Prosecutors sought the maximum 10-year sentence against former U.S. Rep. Randy Cunningham, citing a “bribe menu” in which the decorated Vietnam veteran detailed what a defense contractor must pay in exchange for Pentagon business.

Court documents filed late Friday in the U.S. District Court for the Southern District of California in San Diego, contain previously undisclosed details of the Republican congressman’s crimes, including taking $2.4 million in bribes.

“For the better part of a decade, Cunningham, in effect, erected a ‘for sale’ sign upon our nation’s capital,” U.S. Attorney Carol Lam wrote in her sentencing motion.

The sentencing papers contain a photocopy of a “bribe menu” on Cunningham’s official stationery in which he listed what a military contractor needed to pay to obtain various levels of defense appropriations.

In exchange for $16 million in government contracts, Cunningham asked for title to a $140,000 boat.

The eight-term congressman, a Vietnam War pilot and former “Top Gun” naval flight instructor, pleaded guilty in November to felony charges of bribery, fraud and tax evasion.

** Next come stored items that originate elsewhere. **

//! Production wiring of the service seams onto the warehouse pool, the
//! vector store and the audit tables.

use std::sync::Arc;

use fathom_config::Config;
use fathom_domain::cipher::{CipherError, ContentCipher};
use fathom_storage::{
	audit::{self, AccessRecord, DenialRecord},
	db::Db,
	execute,
	models::{ChunkHit, ExecutionResult},
	qdrant::QdrantStore,
};

use crate::{AuditSink, Backends, BoxFuture, ContentDecryptor, QueryExecutor, VectorSearcher};

pub struct WarehouseExecutor {
	pub db: Arc<Db>,
	pub fetch_max_rows: usize,
}
impl QueryExecutor for WarehouseExecutor {
	fn run<'a>(&'a self, sql: &'a str) -> BoxFuture<'a, fathom_storage::Result<ExecutionResult>> {
		Box::pin(execute::run_query(&self.db.pool, sql, self.fetch_max_rows))
	}
}

pub struct QdrantSearcher {
	pub store: Arc<QdrantStore>,
}
impl VectorSearcher for QdrantSearcher {
	fn search<'a>(
		&'a self,
		vector: Vec<f32>,
		limit: u64,
		min_similarity: f32,
	) -> BoxFuture<'a, fathom_storage::Result<Vec<ChunkHit>>> {
		Box::pin(self.store.search(vector, limit, min_similarity))
	}
}

pub struct PgAuditSink {
	pub db: Arc<Db>,
}
impl AuditSink for PgAuditSink {
	fn access<'a>(&'a self, record: AccessRecord) -> BoxFuture<'a, fathom_storage::Result<()>> {
		Box::pin(async move { audit::record_access(&self.db.pool, &record).await })
	}

	fn denial<'a>(&'a self, record: DenialRecord) -> BoxFuture<'a, fathom_storage::Result<()>> {
		Box::pin(async move { audit::record_denial(&self.db.pool, &record).await })
	}
}

/// Decrypts chunk payloads when a content key is configured. Without a key
/// every encrypted payload reports a failure and the caller substitutes a
/// placeholder.
pub struct GcmDecryptor {
	cipher: Option<ContentCipher>,
}
impl GcmDecryptor {
	pub fn from_config(cfg: &Config) -> Result<Self, CipherError> {
		let cipher = cfg
			.security
			.content_key_base64
			.as_deref()
			.map(ContentCipher::from_base64_key)
			.transpose()?;

		Ok(Self { cipher })
	}
}
impl ContentDecryptor for GcmDecryptor {
	fn decrypt(&self, payload: &[u8]) -> Result<String, CipherError> {
		match &self.cipher {
			Some(cipher) => cipher.decrypt(payload),
			None => Err(CipherError::InvalidKey),
		}
	}
}

impl Backends {
	pub fn standard(cfg: &Config, db: Arc<Db>, store: Arc<QdrantStore>) -> Result<Self, CipherError> {
		Ok(Self {
			executor: Arc::new(WarehouseExecutor {
				db: db.clone(),
				fetch_max_rows: cfg.storage.warehouse.fetch_max_rows as usize,
			}),
			vectors: Arc::new(QdrantSearcher { store }),
			audit: Arc::new(PgAuditSink { db }),
			decryptor: Arc::new(GcmDecryptor::from_config(cfg)?),
		})
	}
}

His sentencing was scheduled for March 3.

The case is one of several scandals over the past year to hit Republicans, who have controlled Congress for more than a decade. President Bush has labeled Cunningham’s crimes outrageous and said he should “pay a serious price.”

From 1999 until he resigned from Congress in November, Cunningham was chairman of the House Subcommittee on Human Intelligence Analysis and Counterintelligence and a member of other committees where he could influence many contracts.

The prosecutor asks the judge to order Cunningham to pay an outstanding tax obligation of $1.6 million. As part of his plea deal, he agreed to forfeit $1.8 million and give up any of his proceeds on the sale of a Rancho Santa Fe, Calif. mansion.

The bribes Cunningham demanded ran from meals, hotels and travel to hunting knives and a lasershot simulator system. One bribe paid Cunningham’s capital gains taxes on a prior bribe, the filing said. Checks were made payable to Top Gun Enterprises Inc., Cunningham’s military memorabilia business.

He also received luxury vehicles, yachts, homes, an antique Louis Philippe commode, Persian rugs and large cash transfers.

Lawyers for Cunningham asked for a six-year sentence. They wrote that, because the 64-year-old has had two bouts with prostate cancer, his life expectancy is no more than seven years. Any lengthy prison term “would likely be a death sentence,” it said.